**The task**
Going through the data below, copy out each line where the word "AudioFormat" shows up.

**Available data**
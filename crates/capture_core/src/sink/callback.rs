//! User Callback Sink
//!
//! Hands each converted buffer to a user-supplied closure, for callers
//! that want `stream_audio(handler)`-style delivery without standing up
//! a queue or a file.

use async_trait::async_trait;
use std::sync::Mutex;

use super::Sink;
use crate::buffer::AudioBuffer;
use crate::error::CaptureError;
use crate::format::AudioFormat;

pub struct CallbackSink {
    handler: Mutex<Box<dyn FnMut(&AudioBuffer) + Send>>,
}

impl CallbackSink {
    pub fn new(handler: impl FnMut(&AudioBuffer) + Send + 'static) -> Self {
        Self {
            handler: Mutex::new(Box::new(handler)),
        }
    }
}

#[async_trait]
impl Sink for CallbackSink {
    async fn configure(&self, _format: AudioFormat) -> Result<(), CaptureError> {
        Ok(())
    }

    async fn process(&self, buffer: &AudioBuffer) -> Result<(), CaptureError> {
        (self.handler.lock().unwrap())(buffer);
        Ok(())
    }

    async fn handle_error(&self, error: &CaptureError) {
        tracing::warn!(error = %error, "callback sink processing error");
    }

    async fn finish(&self) -> Result<(), CaptureError> {
        Ok(())
    }
}

#[cfg(test)]
mod tests {
    use super::*;
    use crate::buffer::SampleLayout;
    use std::sync::{atomic::AtomicUsize, atomic::Ordering, Arc};
    use std::time::Instant;

    #[tokio::test]
    async fn invokes_the_handler_once_per_buffer() {
        let calls = Arc::new(AtomicUsize::new(0));
        let calls_clone = Arc::clone(&calls);
        let sink = CallbackSink::new(move |_buf| {
            calls_clone.fetch_add(1, Ordering::Relaxed);
        });

        let format = AudioFormat::default_format();
        let buffer = AudioBuffer::new(
            SampleLayout::Interleaved(vec![0.0; 4]),
            format,
            Instant::now(),
        );
        sink.process(&buffer).await.unwrap();
        sink.process(&buffer).await.unwrap();

        assert_eq!(calls.load(Ordering::Relaxed), 2);
    }
}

**Answer box**
use crate::format::AudioFormat;
    async fn configure(&self, _format: AudioFormat) -> Result<(), CaptureError> {
        let format = AudioFormat::default_format();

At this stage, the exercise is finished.